### [Assignment]
Count how many lines in the data hold "String". Only the number.

[Dataset items]
_____

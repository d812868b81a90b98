use std::sync::Arc;

use async_trait::async_trait;

use crate::command::AtCommand;
use crate::error::ModemError;
use crate::modem::{Modem, ModemLock};
use crate::retcode::RetCode;
use crate::status::ModemStatus;
use crate::stream::BoxedStream;

/// Places outgoing calls on behalf of the modem.
///
/// `dial` runs with the modem mutex *released*, so it may block on arbitrary
/// I/O (name resolution, TCP connects, proxies). Returning
/// [`ModemError::NoCarrier`] — or any other error — sends the terminal a
/// clean `NO CARRIER`.
#[async_trait]
pub trait OutgoingCall: Send + Sync {
    async fn dial(&self, modem: &Modem, number: &str) -> Result<BoxedStream, ModemError>;
}

/// Intercepts atomic AT commands before the built-in dispatch.
///
/// Runs with the modem mutex *held*: the hook receives the open
/// [`ModemLock`] and may emit terminal output through it, but must not call
/// any locking method on the [`Modem`] handle itself. Return
/// [`RetCode::Skip`] to fall through to the built-in handler.
#[async_trait]
pub trait CommandHook: Send + Sync {
    async fn on_command(&self, modem: &mut ModemLock<'_>, cmd: &AtCommand) -> RetCode;
}

/// Intercepts whole command lines before tokenization.
///
/// Same locking regime as [`CommandHook`]. Returning anything other than
/// [`RetCode::Skip`] short-circuits the tokenizer; the returned code is the
/// response for the entire line.
#[async_trait]
pub trait LineHook: Send + Sync {
    async fn on_line(&self, modem: &mut ModemLock<'_>, line: &str) -> RetCode;
}

/// Observer invoked after every completed status transition, with the modem
/// mutex held. It must not call locking methods on the handle.
pub type StatusTransitionFn = Arc<dyn Fn(&Modem, ModemStatus, ModemStatus) + Send + Sync>;

/// Construction options for a [`Modem`].
///
/// Only `tty` is required; everything else has a usable default.
#[derive(Default)]
pub struct ModemConfig {
    /// Identifier used in logs and metrics.
    pub id: String,
    /// Terminal-side stream. Required.
    pub tty: Option<BoxedStream>,
    /// Callback placing outgoing calls; without it, `ATD` reports
    /// `NO CARRIER`.
    pub outgoing_call: Option<Arc<dyn OutgoingCall>>,
    /// Per-command interception hook.
    pub command_hook: Option<Arc<dyn CommandHook>>,
    /// Per-line interception hook.
    pub line_hook: Option<Arc<dyn LineHook>>,
    /// Status transition observer.
    pub status_transition: Option<StatusTransitionFn>,
    /// Verbose connect banner. Empty means `"CONNECT"`.
    pub connect_str: String,
    /// Rings before an unanswered incoming call is dropped. Zero means 5.
    pub ring_max: u32,
    /// Handshake byte written to the peer when answering and expected back
    /// when dialing.
    pub answer_char: Option<u8>,
    /// Initial S12 value: escape guard time in 50 ms units.
    pub guard_time: u8,
    /// Skip the silence-before check of the `+++` detector.
    pub disable_pre_guard: bool,
    /// Skip the silence-after timer of the `+++` detector.
    pub disable_post_guard: bool,
}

_____

### [Exercise response]
2